In a world that moves at military speed, Europe answers at bureaucratic pace. Slow. Procedural. Irrelevant.

It has always been this way. The difference now is that it matters. Because Europe’s problem is no longer just inefficiency. It is something deeper.

Europe is not only strategically unarmed. It is morally disoriented. A large part of European public opinion would rather see Israel and the United States fail than accept the legitimacy of force. Another, smaller but influential group has embraced a different illusion: that wars can no longer be won. That victory is impossible. That negotiation—always negotiation—is the only acceptable outcome.

Both positions lead to the same place: surrender.

This explains Europe’s reaction to Donald Trump’s request that NATO allies help secure the Strait of Hormuz. The answer was immediate: no. Not because Europe does not depend on that chokepoint. But because it does not consider it “its war.”

The EU’s foreign policy chief, Kaja Kallas, said it plainly. Germany confirmed it. No troops. No risk. No commitment. Only “diplomacy”—a word that, in this context, is little more than a placeholder for inaction.

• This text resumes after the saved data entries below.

//! # Batch Kernel
//!
//! Starts, restarts, partitions and stops job executions.
//!
//! ## Lifecycle of a work unit
//!
//! ```text
//! start / restart / create_*_work_unit
//!         │
//!         ▼
//!   WorkUnitRegistry::register_*      (duplicate key -> DuplicateRegistration)
//!         │
//!         ▼
//!   WorkerPool::execute_*             (submission error -> deregister, propagate)
//!         │
//!         ▼
//!   WorkUnitRunner::run               (error or panic -> FAILED)
//!         │
//!         ▼
//!   RuntimeJobExecution::finish -> WorkUnitRegistry::deregister -> ended event
//! ```
//!
//! Stops are cooperative. `stop_job` signals the job unit's controller; partitions
//! and split-flows created under that job hold child cancellation tokens, so the
//! stop reaches them without the kernel touching each sub-unit. `shutdown` signals
//! every registered unit and waits a bounded grace period for the registry to drain.

use crate::config::KernelConfig;
use crate::constants::{topics, BatchStatus, CORRELATION_ID_PARAMETER};
use crate::error::{KernelError, KernelResult};
use crate::events::{BatchEventSink, BroadcastEventPublisher, PublishedEvent};
use crate::logging::{log_kernel_operation, log_work_unit_operation};
use crate::models::{
    Flow, JobDefinition, JobInstance, JobParameters, JslProperties, RuntimeJobExecution, Split,
    Step, WorkUnit, WorkUnitKind,
};
use crate::orchestration::services::{JobModelSource, PersistenceService, WorkUnitRunner};
use crate::orchestration::sub_job_builder::SubJobBuilder;
use crate::orchestration::worker_pool::{
    CompletionHandle, TokioWorkerPool, WorkUnitTask, WorkerPool,
};
use crate::registry::WorkUnitRegistry;
use futures::future::BoxFuture;
use futures::FutureExt;
use serde::Serialize;
use std::any::Any;
use std::panic::AssertUnwindSafe;
use std::sync::atomic::{fence, AtomicBool, Ordering};
use std::sync::Arc;
use std::time::Instant;
use tokio::sync::{broadcast, Mutex};
use tracing::{debug, error, info, warn};

/// A top-level execution that has been registered and handed to the worker pool
#[derive(Debug)]
pub struct DispatchedJob {
    execution: Arc<RuntimeJobExecution>,
    completion: CompletionHandle,
}

impl DispatchedJob {
    pub fn execution(&self) -> &Arc<RuntimeJobExecution> {
        &self.execution
    }

    pub fn execution_id(&self) -> i64 {
        self.execution.execution_id()
    }

    pub fn is_finished(&self) -> bool {
        self.completion.is_finished()
    }

    /// Wait for the execution's final status
    pub async fn wait(self) -> KernelResult<BatchStatus> {
        self.completion.wait().await
    }
}

/// Outcome of [`BatchKernel::shutdown`]
#[derive(Debug, Clone, PartialEq, Eq, Serialize)]
pub struct ShutdownReport {
    /// Units a stop was requested for
    pub units_signalled: usize,
    /// Controllers that returned an error or panicked
    pub stop_failures: usize,
    /// Whether the registry drained within the grace period
    pub drained: bool,
    /// Registry addresses of units still registered when the grace period ended
    pub remaining_units: Vec<String>,
    pub elapsed_ms: u64,
}

pub struct BatchKernel {
    config: KernelConfig,
    registry: Arc<WorkUnitRegistry>,
    persistence: Arc<dyn PersistenceService>,
    job_models: Arc<dyn JobModelSource>,
    runner: Arc<dyn WorkUnitRunner>,
    worker_pool: Arc<dyn WorkerPool>,
    event_sink: Option<Arc<dyn BatchEventSink>>,
    publisher: Option<BroadcastEventPublisher>,
    shutting_down: AtomicBool,
    shutdown_lock: Mutex<()>,
}

impl std::fmt::Debug for BatchKernel {
    fn fmt(&self, f: &mut std::fmt::Formatter<'_>) -> std::fmt::Result {
        f.debug_struct("BatchKernel")
            .field("config", &self.config)
            .field("registry", &self.registry.stats())
            .field("worker_pool", &self.worker_pool)
            .field("event_sink", &self.event_sink)
            .field("shutting_down", &self.is_shutting_down())
            .finish()
    }
}
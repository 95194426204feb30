pub mod publisher;

// Re-export key types for convenience
pub use publisher::{
    BatchEventSink, BroadcastEventPublisher, ExecutionEventPayload, PublishError, PublishedEvent,
};
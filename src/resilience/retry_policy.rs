//! # Retry Policy
//!
//! Decides whether a failed read, process or write may be retried, counts absorbed
//! retries against the configured limit and notifies retry listeners.
//!
//! A policy instance belongs to one step execution and is driven by a single chunk
//! loop, so it takes `&mut self` and holds no locks.

use super::error::{ChunkError, ChunkPhase, PolicyError, PolicyResult};
use super::exception_classifier::{ExceptionClassifier, TypeHierarchy};
use super::listeners::{RetryProcessListener, RetryReadListener, RetryWriteListener};
use super::policy_config::ExceptionPolicyConfig;
use crate::error::KernelResult;
use crate::logging::log_policy_decision;
use crate::models::Chunk;
use std::fmt;
use std::sync::Arc;

pub struct RetryPolicy<I> {
    retryable: ExceptionClassifier,
    no_rollback: ExceptionClassifier,
    limit: Option<u64>,
    retry_count: u64,
    last_error: Option<ChunkError>,
    retry_phase: Option<ChunkPhase>,
    read_listeners: Vec<Arc<dyn RetryReadListener>>,
    process_listeners: Vec<Arc<dyn RetryProcessListener<I>>>,
    write_listeners: Vec<Arc<dyn RetryWriteListener<I>>>,
}

impl<I> RetryPolicy<I> {
    pub fn new(
        hierarchy: Arc<TypeHierarchy>,
        retry: ExceptionPolicyConfig,
        no_rollback: ExceptionPolicyConfig,
    ) -> Self {
        let limit = retry.limit();
        Self {
            retryable: ExceptionClassifier::new(
                hierarchy.clone(),
                retry.include().to_vec(),
                retry.exclude().to_vec(),
            ),
            no_rollback: ExceptionClassifier::new(
                hierarchy,
                no_rollback.include().to_vec(),
                no_rollback.exclude().to_vec(),
            ),
            limit,
            retry_count: 0,
            last_error: None,
            retry_phase: None,
            read_listeners: Vec::new(),
            process_listeners: Vec::new(),
            write_listeners: Vec::new(),
        }
    }

    /// Build from a chunk's retryable/no-rollback classes and `retry-limit`
    pub fn from_chunk(hierarchy: Arc<TypeHierarchy>, chunk: &Chunk) -> KernelResult<Self> {
        Ok(Self::new(
            hierarchy,
            ExceptionPolicyConfig::retry_from_chunk(chunk)?,
            ExceptionPolicyConfig::no_rollback_from_chunk(chunk),
        ))
    }

    pub fn add_read_listener(&mut self, listener: Arc<dyn RetryReadListener>) {
        self.read_listeners.push(listener);
    }

    pub fn add_process_listener(&mut self, listener: Arc<dyn RetryProcessListener<I>>) {
        self.process_listeners.push(listener);
    }

    pub fn add_write_listener(&mut self, listener: Arc<dyn RetryWriteListener<I>>) {
        self.write_listeners.push(listener);
    }

    /// Whether the transaction must be rolled back before retrying after `error`
    pub fn is_rollback(&self, error: &ChunkError) -> bool {
        !self.no_rollback.matches(error.type_name())
    }

    pub fn is_retryable(&self, error: &ChunkError) -> bool {
        self.retryable.matches(error.type_name())
    }

    pub fn retry_count(&self) -> u64 {
        self.retry_count
    }

    pub fn retry_limit(&self) -> Option<u64> {
        self.limit
    }

    pub fn is_retry_limit_reached(&self) -> bool {
        self.limit.is_some_and(|limit| self.retry_count >= limit)
    }

    pub fn last_error(&self) -> Option<&ChunkError> {
        self.last_error.as_ref()
    }

    pub fn retry_phase(&self) -> Option<ChunkPhase> {
        self.retry_phase
    }

    /// Clear the retry count, last error and phase
    pub fn reset(&mut self) {
        self.retry_count = 0;
        self.last_error = None;
        self.retry_phase = None;
    }

    pub fn handle_read_failure(&mut self, error: ChunkError) -> PolicyResult<()> {
        let error = self.absorb(ChunkPhase::Read, error)?;
        for listener in &self.read_listeners {
            listener.on_retry_read_error(&error)?;
        }
        Ok(())
    }

    pub fn handle_process_failure(&mut self, error: ChunkError, item: &I) -> PolicyResult<()> {
        let error = self.absorb(ChunkPhase::Process, error)?;
        for listener in &self.process_listeners {
            listener.on_retry_process_error(item, &error)?;
        }
        Ok(())
    }

    pub fn handle_write_failure(&mut self, error: ChunkError, items: &[I]) -> PolicyResult<()> {
        let error = self.absorb(ChunkPhase::Write, error)?;
        for listener in &self.write_listeners {
            listener.on_retry_write_error(items, &error)?;
        }
        Ok(())
    }

    /// Count the failure when it may be retried, otherwise give up with it
    fn absorb(&mut self, phase: ChunkPhase, error: ChunkError) -> PolicyResult<ChunkError> {
        let absorbed = !self.is_retry_limit_reached() && self.is_retryable(&error);
        if absorbed {
            self.retry_count += 1;
            self.last_error = Some(error.clone());
            self.retry_phase = Some(phase);
        }

        log_policy_decision(
            "retry",
            &phase.to_string(),
            error.type_name(),
            absorbed,
            self.retry_count,
            self.limit,
        );

        if absorbed {
            Ok(error)
        } else {
            Err(PolicyError::NonRetryable {
                phase,
                source: error,
            })
        }
    }
}

impl<I> fmt::Debug for RetryPolicy<I> {
    fn fmt(&self, f: &mut fmt::Formatter<'_>) -> fmt::Result {
        f.debug_struct("RetryPolicy")
            .field("retryable", &self.retryable)
            .field("no_rollback", &self.no_rollback)
            .field("limit", &self.limit)
            .field("retry_count", &self.retry_count)
            .field("last_error", &self.last_error)
            .field("retry_phase", &self.retry_phase)
            .field("read_listeners", &self.read_listeners.len())
            .field("process_listeners", &self.process_listeners.len())
            .field("write_listeners", &self.write_listeners.len())
            .finish()
    }
}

Europe is still living in a world that no longer exists.

Trump’s request has been widely interpreted across Europe as a sign of American weakness. As if Washington were asking for help because it cannot act alone. This is a fundamental misreading. This is not a plea. It is a demand

What we are witnessing is not weakness, but hierarchy. Not dependency, but power. What, in older language, would be called an imperial expectation. A “no” to weakness is meaningless. A “no” to power carries consequences. Europe no longer understands the difference.

For decades, Europe has lived under the American security umbrella—prosperous, protected, and largely unaccountable. That era is over. The imbalance between both sides of the Atlantic is no longer just military. It is technological, economic, and strategic.

Europe is not facing a world of equals. It is navigating a world of powers on which it depends. Can Europe function without American technology? Without Microsoft, Google, or the digital infrastructure that sustains its economy? Can it replace Chinese manufacturing? Can it survive a disruption in the Strait of Hormuz, through which flow the energy and resources it desperately needs?

The answer is obvious. European policy behaves as if it were not.

Europe could have made this war its war. Iran is not a distant threat. It is a regime that has projected violence into Europe for decades—through networks, proxies, kidnappings, and terror operations. It has openly declared its hostility toward the West.

And yet, for many in Europe, that is secondary. What matters is that Trump must not win.

But reality is moving in the opposite direction. European defeatism collides with operational facts. The problem is that Europe has lost its understanding of war altogether.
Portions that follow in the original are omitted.